*Supplied records*:

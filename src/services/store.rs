use async_trait::async_trait;

use crate::error::StoreResult;
use crate::models::{Alert, AlertKey, ChannelBinding, InstrumentClass};

/// Alert persistence, one row per `AlertKey`.
#[async_trait]
pub trait AlertStore: Send + Sync {
    /// Insert, or overwrite every field when the key already exists.
    async fn upsert(&self, alert: &Alert) -> StoreResult<()>;

    /// Returns the number of rows removed.
    async fn delete(&self, key: &AlertKey) -> StoreResult<u64>;

    /// `StoreError::NotFound` when absent.
    async fn select_by_key(&self, key: &AlertKey) -> StoreResult<Alert>;

    async fn select_by_guild(
        &self,
        guild_id: &str,
        class: InstrumentClass,
    ) -> StoreResult<Vec<Alert>>;

    async fn ping(&self) -> StoreResult<()> {
        Ok(())
    }
}

/// Per-guild channel bindings, keyed by guild and user.
#[async_trait]
pub trait ChannelStore: Send + Sync {
    async fn upsert_binding(&self, binding: &ChannelBinding) -> StoreResult<()>;

    async fn delete_binding(&self, guild_id: &str, user_id: &str) -> StoreResult<u64>;

    async fn select_binding(&self, guild_id: &str, user_id: &str) -> StoreResult<ChannelBinding>;

    async fn select_bindings(&self, guild_id: &str) -> StoreResult<Vec<ChannelBinding>>;
}
use axum::Router;

use crate::{AppState, controllers::home_controller};

pub mod home_routes;
pub mod alerts_routes;
pub mod guilds_routes;

/// Read-only operational endpoints. Alerts are created and removed by the
/// chat command layer, never over HTTP.
pub fn app(state: AppState) -> Router {
    let router = Router::<AppState>::new();

    let router = home_routes::add_routes(router);
    let router = alerts_routes::add_routes(router);
    let router = guilds_routes::add_routes(router);

    router
        .fallback(home_controller::not_found)
        .with_state(state)
}
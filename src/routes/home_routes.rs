use axum::{Router, routing::get};
use crate::{AppState, controllers::home_controller};

pub fn add_routes(router: Router<AppState>) -> Router<AppState> {
    router
        .route("/health", get(home_controller::health))
        .route("/health/db", get(home_controller::health_db))
        .route("/market", get(home_controller::market_status))
}
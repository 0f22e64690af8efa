pub mod alert;
pub mod channel;
pub mod option_contract;

pub use alert::{
    percent_gain, trailing_stop_level, Alert, AlertKey, ChannelClass, InstrumentClass, Priced,
};
pub use channel::{ChannelBinding, SENTINEL_USER_ID};
pub use option_contract::{ContractType, OptionContract};
pub mod store;
pub mod mongo_store;
pub mod memory_store;
pub mod db_init;

pub mod options_code;
pub mod market_hours;
pub mod cancel_registry;
pub mod alert_lifecycle;
pub mod server_channels;
use serde::{Deserialize, Serialize};

/// Reserved user id of the guild-wide binding.
pub const SENTINEL_USER_ID: &str = "0";

#[derive(Debug, Clone, PartialEq, Eq, Serialize, Deserialize)]
pub struct ChannelBinding {
    // "{user_id}_{guild_id}"
    #[serde(rename = "_id")]
    pub id: String,

    pub guild_id: String,
    pub user_id: String,
    pub role_id: String,
    pub channel_id: String,
    pub permissions_id: String,
    pub eod_channel_id: String,
}

impl ChannelBinding {
    pub fn composite_id(guild_id: &str, user_id: &str) -> String {
        format!("{user_id}_{guild_id}")
    }

    pub fn new(guild_id: &str, user_id: &str, role_id: &str, channel_id: &str) -> Self {
        Self {
            id: Self::composite_id(guild_id, user_id),
            guild_id: guild_id.to_string(),
            user_id: user_id.to_string(),
            role_id: role_id.to_string(),
            channel_id: channel_id.to_string(),
            permissions_id: String::new(),
            eod_channel_id: String::new(),
        }
    }

    pub fn sentinel(guild_id: &str, permissions_id: &str, eod_channel_id: &str) -> Self {
        Self {
            permissions_id: permissions_id.to_string(),
            eod_channel_id: eod_channel_id.to_string(),
            ..Self::new(guild_id, SENTINEL_USER_ID, "", "")
        }
    }

    pub fn is_sentinel(&self) -> bool {
        self.user_id == SENTINEL_USER_ID
    }
}
use std::fmt;

use rust_decimal::Decimal;
use serde::{Deserialize, Serialize};

use super::OptionContract;

#[derive(Debug, Clone, Copy, PartialEq, Eq, Hash, Serialize, Deserialize)]
#[serde(rename_all = "lowercase")]
pub enum InstrumentClass {
    Stock,
    Short,
    Option,
    Crypto,
}

impl InstrumentClass {
    pub const ALL: [InstrumentClass; 4] = [
        InstrumentClass::Stock,
        InstrumentClass::Short,
        InstrumentClass::Option,
        InstrumentClass::Crypto,
    ];

    pub fn as_str(&self) -> &'static str {
        match self {
            InstrumentClass::Stock => "stock",
            InstrumentClass::Short => "short",
            InstrumentClass::Option => "option",
            InstrumentClass::Crypto => "crypto",
        }
    }

    /// Shorts track the lowest price, everything else the highest.
    pub fn tracks_lows(&self) -> bool {
        matches!(self, InstrumentClass::Short)
    }
}

impl fmt::Display for InstrumentClass {
    fn fmt(&self, f: &mut fmt::Formatter<'_>) -> fmt::Result {
        f.write_str(self.as_str())
    }
}

#[derive(Debug, Clone, Copy, PartialEq, Eq, Hash, Serialize, Deserialize)]
#[serde(rename_all = "lowercase")]
pub enum ChannelClass {
    Day,
    Swing,
    Watchlist,
}

/// Primary key of a stored alert.
#[derive(Debug, Clone, PartialEq, Eq, Hash)]
pub struct AlertKey {
    pub class: InstrumentClass,
    pub alert_id: String,
}

impl AlertKey {
    pub fn new(class: InstrumentClass, alert_id: impl Into<String>) -> Self {
        Self {
            class,
            alert_id: alert_id.into(),
        }
    }

    /// Deterministic id for alerts created without a caller-supplied one.
    pub fn derived(class: InstrumentClass, guild_id: &str, symbol: &str) -> Self {
        Self::new(class, format!("{symbol}_{guild_id}"))
    }
}

impl fmt::Display for AlertKey {
    fn fmt(&self, f: &mut fmt::Formatter<'_>) -> fmt::Result {
        write!(f, "{}:{}", self.class, self.alert_id)
    }
}

#[derive(Debug, Clone, PartialEq, Serialize, Deserialize)]
pub struct Alert {
    #[serde(rename = "_id")]
    pub alert_id: String,

    pub guild_id: String,
    // ticker, coin, or the encoded options code
    pub symbol: String,
    pub class: InstrumentClass,
    pub channel_class: ChannelClass,

    pub starting: Decimal,
    // highest price for long-biased alerts, lowest for shorts
    pub extreme: Decimal,
    pub last_extreme: Decimal,

    pub poi: Option<Decimal>,
    pub poi_hit: bool,
    pub stop: Option<Decimal>,
    pub trailing_stop: Option<Decimal>,
    pub scale_target: Option<Decimal>,
    pub exit_target: Option<Decimal>,
    pub expiry: Option<i64>,

    pub option: Option<OptionContract>,
    pub underlying_starting: Option<Decimal>,

    pub caller: String,
    pub created_at: i64,
}

impl Alert {
    pub fn key(&self) -> AlertKey {
        AlertKey::new(self.class, self.alert_id.clone())
    }
}

/// Anything with an entry price that gains can be measured against.
pub trait Priced {
    fn starting(&self) -> Decimal;
}

impl Priced for Alert {
    fn starting(&self) -> Decimal {
        self.starting
    }
}

/// Percent move from the starting price to `current`.
///
/// Returns `None` when the starting price is zero or the result overflows.
pub fn percent_gain<P: Priced + ?Sized>(priced: &P, current: Decimal) -> Option<Decimal> {
    let starting = priced.starting();
    if starting.is_zero() {
        return None;
    }

    current
        .checked_sub(starting)?
        .checked_div(starting)?
        .checked_mul(Decimal::ONE_HUNDRED)
}

/// Price at which the trailing stop fires, measured from the last extreme.
///
/// `None` without a trailing stop, or if the level is not representable.
pub fn trailing_stop_level(alert: &Alert) -> Option<Decimal> {
    let offset = alert.trailing_stop?;
    if alert.class.tracks_lows() {
        alert.last_extreme.checked_add(offset)
    } else {
        alert.last_extreme.checked_sub(offset)
    }
}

*Task details*: Taking the entries above, print exactly the lines starting at the line with "Percent move from" and ending at the line with "the last extreme.", both included.

*Task answer*:
/// Percent move from the starting price to `current`.
///
/// Returns `None` when the starting price is zero or the result overflows.
pub fn percent_gain<P: Priced + ?Sized>(priced: &P, current: Decimal) -> Option<Decimal> {
    let starting = priced.starting();
    if starting.is_zero() {
        return None;
    }

    current
        .checked_sub(starting)?
        .checked_div(starting)?
        .checked_mul(Decimal::ONE_HUNDRED)
}

/// Price at which the trailing stop fires, measured from the last extreme.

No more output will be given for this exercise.